AIM OF THE TASK
Stop after the line that contains "oracle-backed ranking adapter"; until then, restate each line of the entries word for word from the very first.
++++ RECORDS FOR PROCESSING ++++
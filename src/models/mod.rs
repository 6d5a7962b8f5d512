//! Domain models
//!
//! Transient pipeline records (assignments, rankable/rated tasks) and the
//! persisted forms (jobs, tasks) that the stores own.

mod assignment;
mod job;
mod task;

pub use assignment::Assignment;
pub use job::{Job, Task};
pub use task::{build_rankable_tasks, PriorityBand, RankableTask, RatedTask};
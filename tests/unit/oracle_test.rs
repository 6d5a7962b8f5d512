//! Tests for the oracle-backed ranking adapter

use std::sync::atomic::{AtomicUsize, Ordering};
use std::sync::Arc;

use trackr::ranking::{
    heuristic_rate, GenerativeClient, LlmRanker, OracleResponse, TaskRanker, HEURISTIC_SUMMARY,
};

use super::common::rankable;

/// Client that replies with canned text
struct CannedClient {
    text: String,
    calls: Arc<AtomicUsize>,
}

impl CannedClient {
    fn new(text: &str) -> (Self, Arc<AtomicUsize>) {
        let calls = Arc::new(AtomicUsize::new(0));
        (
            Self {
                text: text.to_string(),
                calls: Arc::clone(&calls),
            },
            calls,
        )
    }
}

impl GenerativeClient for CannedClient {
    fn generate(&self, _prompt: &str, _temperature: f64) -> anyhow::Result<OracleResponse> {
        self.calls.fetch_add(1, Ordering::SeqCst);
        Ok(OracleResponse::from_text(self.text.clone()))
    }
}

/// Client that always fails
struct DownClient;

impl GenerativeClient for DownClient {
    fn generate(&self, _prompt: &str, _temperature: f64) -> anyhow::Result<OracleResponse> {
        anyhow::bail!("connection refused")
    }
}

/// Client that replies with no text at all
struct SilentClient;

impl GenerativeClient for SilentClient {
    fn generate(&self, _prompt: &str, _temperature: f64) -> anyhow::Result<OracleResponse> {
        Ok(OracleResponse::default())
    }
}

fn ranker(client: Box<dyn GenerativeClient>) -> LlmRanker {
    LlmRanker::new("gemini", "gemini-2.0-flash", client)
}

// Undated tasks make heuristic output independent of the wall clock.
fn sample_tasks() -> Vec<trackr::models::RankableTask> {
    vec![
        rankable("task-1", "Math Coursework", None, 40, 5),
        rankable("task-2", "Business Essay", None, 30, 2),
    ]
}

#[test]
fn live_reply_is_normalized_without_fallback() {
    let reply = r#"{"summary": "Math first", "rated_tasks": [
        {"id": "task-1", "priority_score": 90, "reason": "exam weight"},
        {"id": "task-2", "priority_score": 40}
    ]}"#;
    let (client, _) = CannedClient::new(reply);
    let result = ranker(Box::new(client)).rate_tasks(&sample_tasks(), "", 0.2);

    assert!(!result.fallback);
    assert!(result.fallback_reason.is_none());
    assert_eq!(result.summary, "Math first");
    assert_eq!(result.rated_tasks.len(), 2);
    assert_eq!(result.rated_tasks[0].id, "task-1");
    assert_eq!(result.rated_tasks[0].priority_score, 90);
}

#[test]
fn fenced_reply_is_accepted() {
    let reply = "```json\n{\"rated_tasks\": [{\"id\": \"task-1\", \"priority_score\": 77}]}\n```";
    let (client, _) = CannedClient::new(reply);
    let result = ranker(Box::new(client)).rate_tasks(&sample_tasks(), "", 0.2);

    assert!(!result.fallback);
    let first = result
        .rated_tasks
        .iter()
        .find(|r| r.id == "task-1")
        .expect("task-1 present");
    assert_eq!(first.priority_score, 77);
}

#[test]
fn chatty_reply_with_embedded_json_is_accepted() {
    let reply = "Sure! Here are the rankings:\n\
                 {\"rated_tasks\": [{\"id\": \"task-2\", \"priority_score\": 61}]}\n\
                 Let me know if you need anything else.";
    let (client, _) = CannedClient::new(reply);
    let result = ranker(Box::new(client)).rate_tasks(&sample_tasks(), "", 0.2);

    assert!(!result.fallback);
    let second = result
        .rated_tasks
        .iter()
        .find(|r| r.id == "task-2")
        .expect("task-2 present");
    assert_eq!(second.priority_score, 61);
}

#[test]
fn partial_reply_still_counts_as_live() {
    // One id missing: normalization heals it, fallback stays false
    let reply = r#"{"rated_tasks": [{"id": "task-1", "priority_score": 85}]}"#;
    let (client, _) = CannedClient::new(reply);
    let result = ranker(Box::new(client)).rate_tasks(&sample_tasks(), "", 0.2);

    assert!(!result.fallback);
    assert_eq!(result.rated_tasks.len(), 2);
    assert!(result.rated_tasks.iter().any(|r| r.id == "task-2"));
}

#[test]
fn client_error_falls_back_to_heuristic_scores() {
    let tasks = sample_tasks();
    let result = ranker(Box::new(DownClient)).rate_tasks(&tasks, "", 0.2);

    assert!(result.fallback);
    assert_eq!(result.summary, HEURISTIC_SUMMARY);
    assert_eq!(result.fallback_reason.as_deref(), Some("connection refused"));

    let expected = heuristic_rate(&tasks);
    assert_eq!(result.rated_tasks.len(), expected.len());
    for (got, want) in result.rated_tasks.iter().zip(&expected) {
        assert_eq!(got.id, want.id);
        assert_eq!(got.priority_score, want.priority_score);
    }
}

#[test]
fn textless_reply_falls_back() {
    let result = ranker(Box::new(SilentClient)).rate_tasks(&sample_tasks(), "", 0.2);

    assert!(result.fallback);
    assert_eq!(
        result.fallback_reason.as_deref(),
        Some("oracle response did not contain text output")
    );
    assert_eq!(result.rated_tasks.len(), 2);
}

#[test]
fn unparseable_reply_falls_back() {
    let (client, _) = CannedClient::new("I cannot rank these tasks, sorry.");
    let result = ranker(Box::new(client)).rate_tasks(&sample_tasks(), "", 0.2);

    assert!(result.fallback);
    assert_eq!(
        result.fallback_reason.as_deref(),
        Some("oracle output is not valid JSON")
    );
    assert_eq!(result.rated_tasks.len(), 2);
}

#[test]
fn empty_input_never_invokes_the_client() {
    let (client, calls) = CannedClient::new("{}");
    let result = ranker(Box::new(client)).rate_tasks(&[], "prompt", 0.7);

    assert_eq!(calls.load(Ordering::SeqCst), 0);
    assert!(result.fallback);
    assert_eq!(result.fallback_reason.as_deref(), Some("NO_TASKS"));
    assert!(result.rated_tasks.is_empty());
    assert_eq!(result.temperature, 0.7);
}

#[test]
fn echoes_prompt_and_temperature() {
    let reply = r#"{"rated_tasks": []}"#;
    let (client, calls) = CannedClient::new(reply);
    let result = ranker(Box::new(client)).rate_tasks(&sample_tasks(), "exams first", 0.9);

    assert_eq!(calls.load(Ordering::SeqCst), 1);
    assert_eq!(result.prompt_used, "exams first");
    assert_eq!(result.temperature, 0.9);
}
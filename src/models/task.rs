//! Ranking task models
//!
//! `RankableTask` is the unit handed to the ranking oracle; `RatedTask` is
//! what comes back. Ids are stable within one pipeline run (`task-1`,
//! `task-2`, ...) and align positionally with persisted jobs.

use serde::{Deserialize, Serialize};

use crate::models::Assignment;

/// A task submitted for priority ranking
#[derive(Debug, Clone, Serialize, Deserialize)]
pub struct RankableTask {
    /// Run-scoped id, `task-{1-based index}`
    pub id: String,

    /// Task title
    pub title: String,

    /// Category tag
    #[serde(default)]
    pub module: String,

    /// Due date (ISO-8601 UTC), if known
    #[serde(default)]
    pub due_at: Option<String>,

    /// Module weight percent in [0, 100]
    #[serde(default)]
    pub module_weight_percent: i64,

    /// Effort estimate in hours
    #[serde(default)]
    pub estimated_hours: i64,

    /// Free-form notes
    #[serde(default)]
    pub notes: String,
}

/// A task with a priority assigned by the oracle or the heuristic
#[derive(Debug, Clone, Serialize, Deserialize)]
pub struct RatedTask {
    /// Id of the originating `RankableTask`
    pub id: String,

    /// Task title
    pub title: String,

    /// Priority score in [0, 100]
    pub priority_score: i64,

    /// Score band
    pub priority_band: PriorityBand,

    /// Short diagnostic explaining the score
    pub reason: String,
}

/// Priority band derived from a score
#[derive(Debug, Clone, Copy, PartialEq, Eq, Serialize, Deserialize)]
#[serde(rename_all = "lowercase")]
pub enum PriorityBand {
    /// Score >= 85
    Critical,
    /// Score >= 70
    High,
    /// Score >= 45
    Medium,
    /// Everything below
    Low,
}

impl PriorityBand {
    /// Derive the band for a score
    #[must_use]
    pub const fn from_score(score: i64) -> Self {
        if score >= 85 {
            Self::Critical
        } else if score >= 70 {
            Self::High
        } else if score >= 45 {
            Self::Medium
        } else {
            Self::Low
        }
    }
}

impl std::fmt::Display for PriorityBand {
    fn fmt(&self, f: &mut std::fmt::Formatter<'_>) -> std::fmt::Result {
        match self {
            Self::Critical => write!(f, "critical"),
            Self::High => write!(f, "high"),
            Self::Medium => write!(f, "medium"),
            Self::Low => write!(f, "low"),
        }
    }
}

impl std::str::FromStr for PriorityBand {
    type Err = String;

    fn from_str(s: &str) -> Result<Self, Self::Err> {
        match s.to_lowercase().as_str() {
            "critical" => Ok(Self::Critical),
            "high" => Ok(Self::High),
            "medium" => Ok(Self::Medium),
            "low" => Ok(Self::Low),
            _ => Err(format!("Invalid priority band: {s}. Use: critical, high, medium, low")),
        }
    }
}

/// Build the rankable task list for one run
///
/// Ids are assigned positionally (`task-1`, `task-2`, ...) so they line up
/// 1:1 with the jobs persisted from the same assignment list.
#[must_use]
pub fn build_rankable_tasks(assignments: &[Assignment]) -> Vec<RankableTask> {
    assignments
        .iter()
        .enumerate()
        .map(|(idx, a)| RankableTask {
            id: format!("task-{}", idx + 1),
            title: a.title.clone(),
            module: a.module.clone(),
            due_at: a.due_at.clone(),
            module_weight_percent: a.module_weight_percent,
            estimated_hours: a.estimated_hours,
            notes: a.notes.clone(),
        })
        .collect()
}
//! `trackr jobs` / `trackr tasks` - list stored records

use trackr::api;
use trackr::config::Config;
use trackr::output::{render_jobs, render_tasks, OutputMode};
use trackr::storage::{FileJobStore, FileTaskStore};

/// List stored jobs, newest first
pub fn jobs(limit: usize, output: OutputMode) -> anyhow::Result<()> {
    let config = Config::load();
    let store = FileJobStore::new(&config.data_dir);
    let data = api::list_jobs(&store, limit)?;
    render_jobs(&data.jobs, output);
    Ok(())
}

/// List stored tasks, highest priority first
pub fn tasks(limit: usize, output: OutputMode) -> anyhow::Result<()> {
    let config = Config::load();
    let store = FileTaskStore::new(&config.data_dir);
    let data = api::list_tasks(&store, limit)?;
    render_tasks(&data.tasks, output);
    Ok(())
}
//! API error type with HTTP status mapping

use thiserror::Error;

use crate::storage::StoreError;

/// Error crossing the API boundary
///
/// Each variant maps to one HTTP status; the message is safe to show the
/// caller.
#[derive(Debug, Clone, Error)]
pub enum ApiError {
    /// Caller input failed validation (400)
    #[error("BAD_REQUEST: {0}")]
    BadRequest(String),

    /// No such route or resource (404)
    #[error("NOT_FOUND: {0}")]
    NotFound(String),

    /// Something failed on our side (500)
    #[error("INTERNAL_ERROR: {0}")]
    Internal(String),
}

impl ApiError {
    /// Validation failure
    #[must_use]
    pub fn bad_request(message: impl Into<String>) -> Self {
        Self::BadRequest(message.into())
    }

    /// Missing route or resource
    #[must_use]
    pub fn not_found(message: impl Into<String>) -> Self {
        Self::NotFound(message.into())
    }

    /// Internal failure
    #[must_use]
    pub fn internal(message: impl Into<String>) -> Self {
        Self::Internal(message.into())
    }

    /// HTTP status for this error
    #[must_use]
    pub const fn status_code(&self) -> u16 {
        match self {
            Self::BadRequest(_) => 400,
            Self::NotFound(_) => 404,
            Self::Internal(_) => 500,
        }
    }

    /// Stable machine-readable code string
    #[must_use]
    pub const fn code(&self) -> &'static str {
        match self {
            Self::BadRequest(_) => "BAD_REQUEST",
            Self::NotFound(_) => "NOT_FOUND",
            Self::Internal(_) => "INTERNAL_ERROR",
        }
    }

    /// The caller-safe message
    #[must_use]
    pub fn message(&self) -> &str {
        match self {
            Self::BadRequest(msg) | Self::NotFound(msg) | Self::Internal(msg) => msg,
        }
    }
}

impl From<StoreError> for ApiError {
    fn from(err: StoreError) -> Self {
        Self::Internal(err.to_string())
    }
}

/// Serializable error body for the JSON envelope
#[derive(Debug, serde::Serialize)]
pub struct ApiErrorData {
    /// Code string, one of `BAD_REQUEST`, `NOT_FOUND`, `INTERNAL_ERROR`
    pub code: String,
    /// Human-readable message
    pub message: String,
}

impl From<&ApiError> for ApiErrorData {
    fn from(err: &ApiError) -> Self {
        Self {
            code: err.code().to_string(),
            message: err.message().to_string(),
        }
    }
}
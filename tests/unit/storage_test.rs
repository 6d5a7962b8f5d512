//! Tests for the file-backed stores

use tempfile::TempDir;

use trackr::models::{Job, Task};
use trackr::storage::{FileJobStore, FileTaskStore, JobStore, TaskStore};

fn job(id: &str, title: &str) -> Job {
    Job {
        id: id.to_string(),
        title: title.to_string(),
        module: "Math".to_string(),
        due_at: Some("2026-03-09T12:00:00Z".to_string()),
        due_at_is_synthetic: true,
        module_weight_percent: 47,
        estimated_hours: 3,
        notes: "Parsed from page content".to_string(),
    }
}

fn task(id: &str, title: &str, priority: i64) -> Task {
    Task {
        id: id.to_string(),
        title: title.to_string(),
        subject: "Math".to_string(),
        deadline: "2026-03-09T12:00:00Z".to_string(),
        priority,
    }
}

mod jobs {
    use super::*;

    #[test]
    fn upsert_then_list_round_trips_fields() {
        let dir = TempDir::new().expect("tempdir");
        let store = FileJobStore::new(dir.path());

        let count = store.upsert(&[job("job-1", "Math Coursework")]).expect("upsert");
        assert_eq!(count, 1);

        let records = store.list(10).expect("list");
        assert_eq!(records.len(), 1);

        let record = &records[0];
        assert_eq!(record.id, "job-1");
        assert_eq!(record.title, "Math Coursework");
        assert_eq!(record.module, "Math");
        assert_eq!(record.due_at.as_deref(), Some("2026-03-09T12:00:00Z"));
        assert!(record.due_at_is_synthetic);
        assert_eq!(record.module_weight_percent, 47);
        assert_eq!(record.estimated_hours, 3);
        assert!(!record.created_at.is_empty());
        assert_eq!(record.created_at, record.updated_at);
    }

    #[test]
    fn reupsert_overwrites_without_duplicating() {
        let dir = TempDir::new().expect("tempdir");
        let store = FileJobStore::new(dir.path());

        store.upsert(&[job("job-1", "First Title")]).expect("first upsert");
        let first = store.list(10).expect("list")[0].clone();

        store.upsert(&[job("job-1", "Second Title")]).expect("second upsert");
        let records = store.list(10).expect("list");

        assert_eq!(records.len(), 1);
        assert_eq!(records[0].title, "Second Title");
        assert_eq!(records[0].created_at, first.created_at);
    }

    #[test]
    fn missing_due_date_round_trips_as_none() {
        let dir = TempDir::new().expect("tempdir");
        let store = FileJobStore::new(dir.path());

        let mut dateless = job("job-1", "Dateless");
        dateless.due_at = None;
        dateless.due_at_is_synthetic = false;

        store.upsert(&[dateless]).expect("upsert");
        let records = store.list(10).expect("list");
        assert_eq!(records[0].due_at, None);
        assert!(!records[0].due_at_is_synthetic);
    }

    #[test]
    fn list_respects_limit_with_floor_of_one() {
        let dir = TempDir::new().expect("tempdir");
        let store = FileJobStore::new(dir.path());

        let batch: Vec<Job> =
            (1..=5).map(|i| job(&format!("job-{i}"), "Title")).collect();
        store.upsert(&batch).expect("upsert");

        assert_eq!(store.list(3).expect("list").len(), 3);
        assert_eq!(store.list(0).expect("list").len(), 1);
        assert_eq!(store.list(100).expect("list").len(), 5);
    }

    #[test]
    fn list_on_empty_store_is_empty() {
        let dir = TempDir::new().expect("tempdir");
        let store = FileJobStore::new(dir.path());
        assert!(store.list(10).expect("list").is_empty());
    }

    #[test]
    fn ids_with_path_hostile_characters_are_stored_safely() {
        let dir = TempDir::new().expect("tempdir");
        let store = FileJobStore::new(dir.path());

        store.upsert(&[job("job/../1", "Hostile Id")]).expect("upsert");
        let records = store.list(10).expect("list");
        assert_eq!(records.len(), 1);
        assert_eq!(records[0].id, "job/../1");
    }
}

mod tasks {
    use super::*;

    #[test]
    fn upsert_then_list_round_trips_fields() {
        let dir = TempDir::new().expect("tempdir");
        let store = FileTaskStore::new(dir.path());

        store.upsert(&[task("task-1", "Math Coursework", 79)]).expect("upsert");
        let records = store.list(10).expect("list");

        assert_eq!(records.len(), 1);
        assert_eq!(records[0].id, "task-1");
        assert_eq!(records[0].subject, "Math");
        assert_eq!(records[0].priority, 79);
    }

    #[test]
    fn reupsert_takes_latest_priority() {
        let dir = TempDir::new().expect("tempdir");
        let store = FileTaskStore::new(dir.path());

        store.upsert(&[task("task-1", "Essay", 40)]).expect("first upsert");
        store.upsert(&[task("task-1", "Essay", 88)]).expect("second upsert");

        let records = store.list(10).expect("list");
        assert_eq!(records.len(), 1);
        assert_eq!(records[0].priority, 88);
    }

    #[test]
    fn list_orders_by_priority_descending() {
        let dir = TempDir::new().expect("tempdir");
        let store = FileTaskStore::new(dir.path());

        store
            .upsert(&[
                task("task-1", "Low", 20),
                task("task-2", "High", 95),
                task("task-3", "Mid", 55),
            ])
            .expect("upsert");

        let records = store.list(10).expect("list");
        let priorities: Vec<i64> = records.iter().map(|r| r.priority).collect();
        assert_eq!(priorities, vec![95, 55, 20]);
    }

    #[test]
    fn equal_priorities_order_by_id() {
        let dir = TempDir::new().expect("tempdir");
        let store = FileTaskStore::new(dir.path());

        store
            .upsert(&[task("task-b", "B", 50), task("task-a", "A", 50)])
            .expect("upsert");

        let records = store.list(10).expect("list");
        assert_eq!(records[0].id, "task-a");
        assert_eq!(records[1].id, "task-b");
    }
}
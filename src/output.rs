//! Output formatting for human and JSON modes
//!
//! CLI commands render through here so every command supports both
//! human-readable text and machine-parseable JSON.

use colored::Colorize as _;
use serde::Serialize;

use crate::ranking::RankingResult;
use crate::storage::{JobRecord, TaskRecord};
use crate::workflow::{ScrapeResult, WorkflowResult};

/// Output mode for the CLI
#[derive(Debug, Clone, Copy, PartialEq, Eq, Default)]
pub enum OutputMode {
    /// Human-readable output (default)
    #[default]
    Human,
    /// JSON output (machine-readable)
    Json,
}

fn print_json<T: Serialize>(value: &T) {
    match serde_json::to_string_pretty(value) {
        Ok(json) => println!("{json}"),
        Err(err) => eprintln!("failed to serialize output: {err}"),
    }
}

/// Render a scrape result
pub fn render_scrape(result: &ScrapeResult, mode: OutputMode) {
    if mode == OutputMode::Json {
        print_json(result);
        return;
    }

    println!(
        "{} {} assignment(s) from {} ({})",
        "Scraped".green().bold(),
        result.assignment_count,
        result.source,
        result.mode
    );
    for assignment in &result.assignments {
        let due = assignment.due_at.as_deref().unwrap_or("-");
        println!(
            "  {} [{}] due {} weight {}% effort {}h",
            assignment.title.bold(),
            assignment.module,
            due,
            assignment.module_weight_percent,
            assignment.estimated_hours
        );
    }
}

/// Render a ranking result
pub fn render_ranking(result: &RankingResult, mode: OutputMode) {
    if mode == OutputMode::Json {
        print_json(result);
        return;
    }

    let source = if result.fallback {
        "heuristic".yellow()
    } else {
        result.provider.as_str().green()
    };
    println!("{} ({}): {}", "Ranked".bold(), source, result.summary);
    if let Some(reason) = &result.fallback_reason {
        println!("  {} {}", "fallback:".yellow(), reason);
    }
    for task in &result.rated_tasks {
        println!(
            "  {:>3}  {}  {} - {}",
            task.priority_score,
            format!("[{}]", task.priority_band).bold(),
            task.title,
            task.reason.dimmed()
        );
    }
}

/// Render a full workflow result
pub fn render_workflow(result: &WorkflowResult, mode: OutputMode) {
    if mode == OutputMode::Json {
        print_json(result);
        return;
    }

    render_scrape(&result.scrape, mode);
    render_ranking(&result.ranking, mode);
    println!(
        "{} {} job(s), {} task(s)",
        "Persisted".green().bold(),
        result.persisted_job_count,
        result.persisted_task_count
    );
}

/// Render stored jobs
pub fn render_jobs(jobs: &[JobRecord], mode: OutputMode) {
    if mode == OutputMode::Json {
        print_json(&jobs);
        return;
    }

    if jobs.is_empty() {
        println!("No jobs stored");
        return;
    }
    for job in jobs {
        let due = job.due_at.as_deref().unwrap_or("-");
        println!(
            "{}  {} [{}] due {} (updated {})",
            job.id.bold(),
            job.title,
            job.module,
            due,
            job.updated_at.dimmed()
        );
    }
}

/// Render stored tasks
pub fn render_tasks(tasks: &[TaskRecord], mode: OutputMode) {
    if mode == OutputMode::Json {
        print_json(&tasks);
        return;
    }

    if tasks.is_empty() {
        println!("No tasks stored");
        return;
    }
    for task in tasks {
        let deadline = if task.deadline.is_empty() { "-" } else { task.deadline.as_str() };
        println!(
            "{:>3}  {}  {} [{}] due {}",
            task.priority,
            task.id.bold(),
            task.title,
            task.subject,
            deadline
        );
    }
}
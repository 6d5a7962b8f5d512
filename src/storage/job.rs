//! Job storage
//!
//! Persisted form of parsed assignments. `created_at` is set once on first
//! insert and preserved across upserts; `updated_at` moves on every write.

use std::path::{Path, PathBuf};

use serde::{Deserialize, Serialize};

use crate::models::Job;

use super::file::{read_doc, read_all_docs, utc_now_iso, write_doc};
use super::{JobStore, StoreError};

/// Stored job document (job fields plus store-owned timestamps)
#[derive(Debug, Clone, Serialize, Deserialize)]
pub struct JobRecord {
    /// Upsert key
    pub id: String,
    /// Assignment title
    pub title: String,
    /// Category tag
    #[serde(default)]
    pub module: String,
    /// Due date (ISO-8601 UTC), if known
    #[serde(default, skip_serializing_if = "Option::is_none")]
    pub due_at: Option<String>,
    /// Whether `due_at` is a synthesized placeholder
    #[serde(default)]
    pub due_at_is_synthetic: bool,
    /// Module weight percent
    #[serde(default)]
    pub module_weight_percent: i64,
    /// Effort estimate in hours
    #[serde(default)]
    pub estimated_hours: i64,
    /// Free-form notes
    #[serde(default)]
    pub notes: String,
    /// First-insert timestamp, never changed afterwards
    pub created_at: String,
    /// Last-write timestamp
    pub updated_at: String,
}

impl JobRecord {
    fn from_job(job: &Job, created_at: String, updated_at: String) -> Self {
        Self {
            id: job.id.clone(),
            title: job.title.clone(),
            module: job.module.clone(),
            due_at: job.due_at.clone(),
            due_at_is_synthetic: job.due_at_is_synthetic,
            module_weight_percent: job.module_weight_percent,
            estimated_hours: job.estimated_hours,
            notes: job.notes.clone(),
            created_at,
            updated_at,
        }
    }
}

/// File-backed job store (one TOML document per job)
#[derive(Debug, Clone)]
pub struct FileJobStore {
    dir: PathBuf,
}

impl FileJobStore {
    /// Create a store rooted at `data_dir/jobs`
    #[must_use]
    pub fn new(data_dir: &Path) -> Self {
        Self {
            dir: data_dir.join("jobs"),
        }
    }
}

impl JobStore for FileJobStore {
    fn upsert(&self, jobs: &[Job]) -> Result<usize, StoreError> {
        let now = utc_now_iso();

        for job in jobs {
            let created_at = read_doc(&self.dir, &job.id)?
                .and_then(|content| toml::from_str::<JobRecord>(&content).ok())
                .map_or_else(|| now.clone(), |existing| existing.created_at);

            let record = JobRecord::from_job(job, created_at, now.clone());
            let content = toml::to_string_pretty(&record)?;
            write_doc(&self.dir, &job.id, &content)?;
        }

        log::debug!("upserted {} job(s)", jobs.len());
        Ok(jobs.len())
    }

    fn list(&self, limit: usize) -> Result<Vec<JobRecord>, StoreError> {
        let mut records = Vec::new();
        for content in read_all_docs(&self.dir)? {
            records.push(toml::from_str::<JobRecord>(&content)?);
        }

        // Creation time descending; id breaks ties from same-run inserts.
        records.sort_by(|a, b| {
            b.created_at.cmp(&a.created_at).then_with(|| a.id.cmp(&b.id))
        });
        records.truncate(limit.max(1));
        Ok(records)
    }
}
++++
YOUR RESPONSE
filename src/models/mod.rs
repository 6d5a7962b8f5d512
//! Domain models
//!
//! Transient pipeline records (assignments, rankable/rated tasks) and the
//! persisted forms (jobs, tasks) that the stores own.

mod assignment;
mod job;
mod task;

pub use assignment::Assignment;
pub use job::{Job, Task};
pub use task::{build_rankable_tasks, PriorityBand, RankableTask, RatedTask};
filename tests/unit/oracle_test.rs
repository 6d5a7962b8f5d512
//! Tests for the oracle-backed ranking adapter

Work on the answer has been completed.